Also wie du schon gesagt hast mittels WindowListener geht das JA.
Da du ja die Minimize- bzw. Maximize Buttons und somit auch diese WindowEvents verwendest, solltest du das auch so lösen.
Wüßte jetzt nicht was daran "unelegant" sein soll?

[edit]
oho stimmt, mit '.setExtendedState(JFrame.MAXIMIZED_BOTH);' geht das ja ganz einfach
[/edit]

lg
XL


----------



## Kenny1702 (16. Apr 2008)

Danke für die Hilfe.

EDIT: Mit der Taskleiste klappt es beim Starten, aber sobald ich das Frame minimiere und wiederherstelle, bringt mir auch this.setExtendedState(MAXIMIZED_BOTH); nichts. 

Mal sehen.


----------



## zilti (16. Apr 2008)

Setze das Frame doch einfach undecorated und maximiere es dann. Selber Effekt, null Problem.


----------



## Oli (16. Jun 2008)

Hallo,

hatte das selbe Problem, aber die Lösung mit undecorated ist nicht wirklich zielführend. Denn die Steuerelemente und den Rahmen hätte ich schon gerne behalten...
Und die Taskleiste ist auch nicht sichtbar.
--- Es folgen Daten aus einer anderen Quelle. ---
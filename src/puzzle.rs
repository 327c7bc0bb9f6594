use rand::{rngs::StdRng, seq::SliceRandom, Rng, SeedableRng};
use serde::{Deserialize, Serialize};
use std::fmt;

use crate::difficulty::DifficultyLevel;

/// Arithmetic operation a puzzle asks for
#[derive(
    Debug,
    Clone,
    Copy,
    PartialEq,
    Eq,
    PartialOrd,
    Ord,
    Hash,
    Serialize,
    Deserialize,
    strum_macros::Display,
)]
pub enum Operator {
    #[serde(rename = "addition")]
    #[strum(to_string = "addition")]
    Add,
    #[serde(rename = "subtraction")]
    #[strum(to_string = "subtraction")]
    Subtract,
    #[serde(rename = "multiplication")]
    #[strum(to_string = "multiplication")]
    Multiply,
    #[serde(rename = "division")]
    #[strum(to_string = "division")]
    Divide,
}

impl Operator {
    pub fn symbol(self) -> char {
        match self {
            Operator::Add => '+',
            Operator::Subtract => '-',
            Operator::Multiply => '×',
            Operator::Divide => '÷',
        }
    }

    pub fn apply(self, left: i64, right: i64) -> i64 {
        match self {
            Operator::Add => left + right,
            Operator::Subtract => left - right,
            Operator::Multiply => left * right,
            // divisors are never zero and always divide evenly
            Operator::Divide => left / right,
        }
    }
}

/// A single question shown to the learner
#[derive(Debug, Clone, Copy, PartialEq, Eq)]
pub struct Puzzle {
    pub left: i64,
    pub right: i64,
    pub operator: Operator,
    pub difficulty: DifficultyLevel,
}

impl Puzzle {
    pub fn new(left: i64, operator: Operator, right: i64, difficulty: DifficultyLevel) -> Self {
        Self {
            left,
            right,
            operator,
            difficulty,
        }
    }

    pub fn answer(&self) -> i64 {
        self.operator.apply(self.left, self.right)
    }

    pub fn is_correct(&self, given: i64) -> bool {
        given == self.answer()
    }
}

impl fmt::Display for Puzzle {
    fn fmt(&self, f: &mut fmt::Formatter<'_>) -> fmt::Result {
        write!(f, "{} {} {}", self.left, self.operator.symbol(), self.right)
    }
}

/// Produces puzzles for a given tier
#[derive(Debug)]
pub struct PuzzleGenerator {
    rng: StdRng,
}

impl PuzzleGenerator {
    /// Seeded generators yield the same puzzle sequence for the same tiers
    pub fn new(seed: Option<u64>) -> Self {
        let rng = match seed {
            Some(seed) => StdRng::seed_from_u64(seed),
            None => StdRng::from_entropy(),
        };
        Self { rng }
    }

    pub fn generate(&mut self, difficulty: DifficultyLevel) -> Puzzle {
        let operator = difficulty
            .operators()
            .choose(&mut self.rng)
            .copied()
            .unwrap_or(Operator::Add);

        match operator {
            Operator::Add => {
                let (left, right) = self.operands(difficulty);
                Puzzle::new(left, operator, right, difficulty)
            }
            Operator::Subtract => {
                let (mut left, mut right) = self.operands(difficulty);
                if difficulty == DifficultyLevel::Easy && left < right {
                    std::mem::swap(&mut left, &mut right);
                }
                Puzzle::new(left, operator, right, difficulty)
            }
            Operator::Multiply => {
                let left = self.rng.gen_range(2..=12);
                let right = self.rng.gen_range(2..=12);
                Puzzle::new(left, operator, right, difficulty)
            }
            Operator::Divide => {
                let divisor = self.rng.gen_range(2..=10);
                let quotient = self.rng.gen_range(2..=10);
                Puzzle::new(divisor * quotient, operator, divisor, difficulty)
            }
        }
    }

    fn operands(&mut self, difficulty: DifficultyLevel) -> (i64, i64) {
        let (min, max) = difficulty.operand_range();
        (
            self.rng.gen_range(min..=max),
            self.rng.gen_range(min..=max),
        )
    }
}

impl Default for PuzzleGenerator {
    fn default() -> Self {
        Self::new(None)
    }
}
Gibt´s denn da keine Möglichkeit, wenn ein Frame minimiert und dann wieder maximiert wird, dass die Taskleiste trotzdem erhalten bleibt?

Grüße Oli


----------



## L-ectron-X (16. Jun 2008)

Es gibt eine Methode in Toolkit-Nähe, die die Insets auf dem Bildschirm ermittelt. Ich finde sie jetzt aber gerade nicht in der API-Doc.


----------



## Oli (16. Jun 2008)

Hi L-ectron-X,

schon aber wird denn da die Taskleiste ausgespart?

Oli


----------



## thE_29 (16. Jun 2008)

JFrame.getInsets() ?

Dann via Toolkit die Screensize rauslesen und die Insets davon abziehen!


----------



## L-ectron-X (16. Jun 2008)

Oli hat gesagt.:
			
		

> schon aber wird denn da die Taskleiste ausgespart?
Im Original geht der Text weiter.